━━━━━ Data records
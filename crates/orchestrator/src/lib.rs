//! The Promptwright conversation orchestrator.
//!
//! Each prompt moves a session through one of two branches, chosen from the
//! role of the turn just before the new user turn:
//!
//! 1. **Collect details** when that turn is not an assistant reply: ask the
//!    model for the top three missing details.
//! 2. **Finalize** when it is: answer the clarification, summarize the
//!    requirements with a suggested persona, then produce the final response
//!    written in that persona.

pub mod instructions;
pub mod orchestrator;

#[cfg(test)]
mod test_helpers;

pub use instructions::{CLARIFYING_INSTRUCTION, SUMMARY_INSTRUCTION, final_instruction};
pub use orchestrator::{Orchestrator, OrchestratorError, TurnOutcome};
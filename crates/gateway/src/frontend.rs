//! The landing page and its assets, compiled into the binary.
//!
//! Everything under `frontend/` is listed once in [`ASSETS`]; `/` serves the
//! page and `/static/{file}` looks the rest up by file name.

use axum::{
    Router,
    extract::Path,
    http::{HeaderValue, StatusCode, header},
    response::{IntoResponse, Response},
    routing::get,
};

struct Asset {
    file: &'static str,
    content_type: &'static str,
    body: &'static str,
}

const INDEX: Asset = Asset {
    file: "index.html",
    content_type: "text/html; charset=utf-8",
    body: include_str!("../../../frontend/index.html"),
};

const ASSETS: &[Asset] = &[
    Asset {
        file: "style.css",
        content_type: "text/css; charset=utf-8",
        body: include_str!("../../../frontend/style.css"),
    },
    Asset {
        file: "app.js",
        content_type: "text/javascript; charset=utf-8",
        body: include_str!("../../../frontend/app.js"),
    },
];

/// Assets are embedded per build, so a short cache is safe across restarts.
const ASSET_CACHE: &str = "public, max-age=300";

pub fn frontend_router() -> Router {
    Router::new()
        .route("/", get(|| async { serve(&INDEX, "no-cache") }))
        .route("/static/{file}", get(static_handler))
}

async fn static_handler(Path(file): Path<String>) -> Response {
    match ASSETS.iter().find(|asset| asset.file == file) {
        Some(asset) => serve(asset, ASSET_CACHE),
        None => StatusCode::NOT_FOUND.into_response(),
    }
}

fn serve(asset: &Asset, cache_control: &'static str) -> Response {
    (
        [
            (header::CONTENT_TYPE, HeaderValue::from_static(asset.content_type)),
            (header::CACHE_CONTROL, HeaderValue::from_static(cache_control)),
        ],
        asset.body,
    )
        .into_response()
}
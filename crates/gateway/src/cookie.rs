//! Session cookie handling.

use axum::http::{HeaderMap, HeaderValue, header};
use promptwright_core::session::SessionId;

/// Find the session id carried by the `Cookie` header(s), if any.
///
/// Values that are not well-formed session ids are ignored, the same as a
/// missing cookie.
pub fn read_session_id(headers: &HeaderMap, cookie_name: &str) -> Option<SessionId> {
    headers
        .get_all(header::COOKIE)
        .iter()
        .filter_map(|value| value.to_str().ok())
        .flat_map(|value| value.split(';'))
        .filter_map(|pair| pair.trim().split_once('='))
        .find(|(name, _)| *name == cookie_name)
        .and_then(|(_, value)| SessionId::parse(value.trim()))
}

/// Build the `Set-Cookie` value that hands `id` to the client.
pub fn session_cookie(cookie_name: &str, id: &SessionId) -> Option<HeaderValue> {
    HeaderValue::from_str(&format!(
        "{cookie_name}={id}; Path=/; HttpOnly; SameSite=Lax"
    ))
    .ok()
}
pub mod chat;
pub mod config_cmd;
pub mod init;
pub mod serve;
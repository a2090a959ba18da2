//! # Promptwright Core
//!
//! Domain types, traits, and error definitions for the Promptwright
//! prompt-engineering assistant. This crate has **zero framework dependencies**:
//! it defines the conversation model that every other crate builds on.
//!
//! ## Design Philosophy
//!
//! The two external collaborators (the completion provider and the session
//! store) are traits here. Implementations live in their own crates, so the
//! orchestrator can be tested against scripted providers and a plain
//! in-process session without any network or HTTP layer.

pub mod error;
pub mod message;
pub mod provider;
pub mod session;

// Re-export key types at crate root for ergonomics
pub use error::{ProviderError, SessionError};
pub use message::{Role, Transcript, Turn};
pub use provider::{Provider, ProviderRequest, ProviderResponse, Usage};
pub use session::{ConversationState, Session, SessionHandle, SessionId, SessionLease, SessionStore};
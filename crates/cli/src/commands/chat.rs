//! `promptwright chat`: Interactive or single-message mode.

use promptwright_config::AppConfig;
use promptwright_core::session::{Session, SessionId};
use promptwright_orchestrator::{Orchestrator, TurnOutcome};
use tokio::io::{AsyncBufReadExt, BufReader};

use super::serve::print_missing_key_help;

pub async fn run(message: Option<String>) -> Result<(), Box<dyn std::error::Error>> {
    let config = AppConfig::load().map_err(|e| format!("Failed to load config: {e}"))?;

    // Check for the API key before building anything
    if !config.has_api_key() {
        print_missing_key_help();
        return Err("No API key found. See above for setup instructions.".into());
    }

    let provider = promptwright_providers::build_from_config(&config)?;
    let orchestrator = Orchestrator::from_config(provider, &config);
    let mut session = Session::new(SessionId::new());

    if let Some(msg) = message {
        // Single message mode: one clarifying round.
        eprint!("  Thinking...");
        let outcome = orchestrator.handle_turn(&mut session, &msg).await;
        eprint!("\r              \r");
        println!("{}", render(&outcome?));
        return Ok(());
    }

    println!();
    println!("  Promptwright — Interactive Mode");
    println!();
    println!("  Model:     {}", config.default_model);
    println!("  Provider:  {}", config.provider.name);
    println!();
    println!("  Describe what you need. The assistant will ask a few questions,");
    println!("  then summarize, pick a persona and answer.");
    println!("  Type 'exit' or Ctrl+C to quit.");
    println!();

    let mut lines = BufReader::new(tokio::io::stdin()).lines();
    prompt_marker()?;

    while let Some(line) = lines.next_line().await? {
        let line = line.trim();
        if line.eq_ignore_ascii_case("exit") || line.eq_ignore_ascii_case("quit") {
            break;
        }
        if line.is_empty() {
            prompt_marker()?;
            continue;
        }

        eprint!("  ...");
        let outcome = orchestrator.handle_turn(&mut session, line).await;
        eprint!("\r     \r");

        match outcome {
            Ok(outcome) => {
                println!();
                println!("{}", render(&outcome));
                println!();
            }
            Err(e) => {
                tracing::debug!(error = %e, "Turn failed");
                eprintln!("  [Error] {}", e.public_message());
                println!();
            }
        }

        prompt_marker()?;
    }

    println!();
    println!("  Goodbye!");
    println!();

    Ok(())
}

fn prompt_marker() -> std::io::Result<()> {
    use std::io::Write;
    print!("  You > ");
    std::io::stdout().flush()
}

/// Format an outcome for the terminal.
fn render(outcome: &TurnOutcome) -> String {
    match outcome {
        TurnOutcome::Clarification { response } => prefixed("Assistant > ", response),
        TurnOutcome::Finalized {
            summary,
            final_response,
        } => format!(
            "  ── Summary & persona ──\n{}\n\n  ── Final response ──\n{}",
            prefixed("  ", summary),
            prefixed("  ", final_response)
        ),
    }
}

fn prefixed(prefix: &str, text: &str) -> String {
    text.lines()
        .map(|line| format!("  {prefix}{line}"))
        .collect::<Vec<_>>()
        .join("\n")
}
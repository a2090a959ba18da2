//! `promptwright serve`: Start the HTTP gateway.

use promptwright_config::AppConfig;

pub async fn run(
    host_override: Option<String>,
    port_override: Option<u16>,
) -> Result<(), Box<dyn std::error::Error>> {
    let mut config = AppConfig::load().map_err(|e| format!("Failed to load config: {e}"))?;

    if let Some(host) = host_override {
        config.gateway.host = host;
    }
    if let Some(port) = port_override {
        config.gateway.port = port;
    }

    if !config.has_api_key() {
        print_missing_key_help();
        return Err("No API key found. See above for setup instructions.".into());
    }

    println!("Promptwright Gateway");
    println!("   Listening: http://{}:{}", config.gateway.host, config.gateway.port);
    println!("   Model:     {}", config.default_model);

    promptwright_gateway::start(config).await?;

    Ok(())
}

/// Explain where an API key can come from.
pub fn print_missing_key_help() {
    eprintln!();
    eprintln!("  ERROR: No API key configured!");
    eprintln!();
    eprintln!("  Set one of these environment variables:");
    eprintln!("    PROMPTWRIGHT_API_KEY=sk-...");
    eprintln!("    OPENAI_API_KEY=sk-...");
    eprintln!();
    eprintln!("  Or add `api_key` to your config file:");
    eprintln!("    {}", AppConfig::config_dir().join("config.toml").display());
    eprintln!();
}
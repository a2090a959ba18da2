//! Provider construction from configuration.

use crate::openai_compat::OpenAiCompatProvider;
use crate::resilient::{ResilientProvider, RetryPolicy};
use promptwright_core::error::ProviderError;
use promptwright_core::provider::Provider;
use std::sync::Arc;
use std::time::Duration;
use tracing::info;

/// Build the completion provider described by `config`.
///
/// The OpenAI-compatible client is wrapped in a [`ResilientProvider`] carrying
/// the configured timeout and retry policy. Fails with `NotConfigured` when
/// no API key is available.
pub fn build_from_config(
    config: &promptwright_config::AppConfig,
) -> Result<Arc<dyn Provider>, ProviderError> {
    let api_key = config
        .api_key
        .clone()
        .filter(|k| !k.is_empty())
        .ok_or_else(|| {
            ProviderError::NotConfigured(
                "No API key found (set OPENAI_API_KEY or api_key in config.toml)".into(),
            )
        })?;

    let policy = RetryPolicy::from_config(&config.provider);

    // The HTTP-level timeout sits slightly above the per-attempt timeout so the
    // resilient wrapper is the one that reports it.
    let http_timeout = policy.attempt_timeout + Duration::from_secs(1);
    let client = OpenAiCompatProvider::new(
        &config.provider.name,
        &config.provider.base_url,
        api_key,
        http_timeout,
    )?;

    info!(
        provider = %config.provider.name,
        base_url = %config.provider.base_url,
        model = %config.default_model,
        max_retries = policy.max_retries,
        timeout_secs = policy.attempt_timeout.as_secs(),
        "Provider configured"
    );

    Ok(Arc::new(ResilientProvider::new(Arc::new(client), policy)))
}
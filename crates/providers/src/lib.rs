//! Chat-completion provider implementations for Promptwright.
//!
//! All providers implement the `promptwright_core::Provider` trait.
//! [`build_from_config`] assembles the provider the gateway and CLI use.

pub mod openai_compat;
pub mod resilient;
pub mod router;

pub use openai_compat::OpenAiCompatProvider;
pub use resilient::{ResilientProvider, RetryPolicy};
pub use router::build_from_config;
━━━━━━━━━━
Search the records line by line for the word "render" and copy every line where it appears.

        println!("{}", render(&outcome?));
                println!("{}", render(&outcome));
fn render(outcome: &TurnOutcome) -> String {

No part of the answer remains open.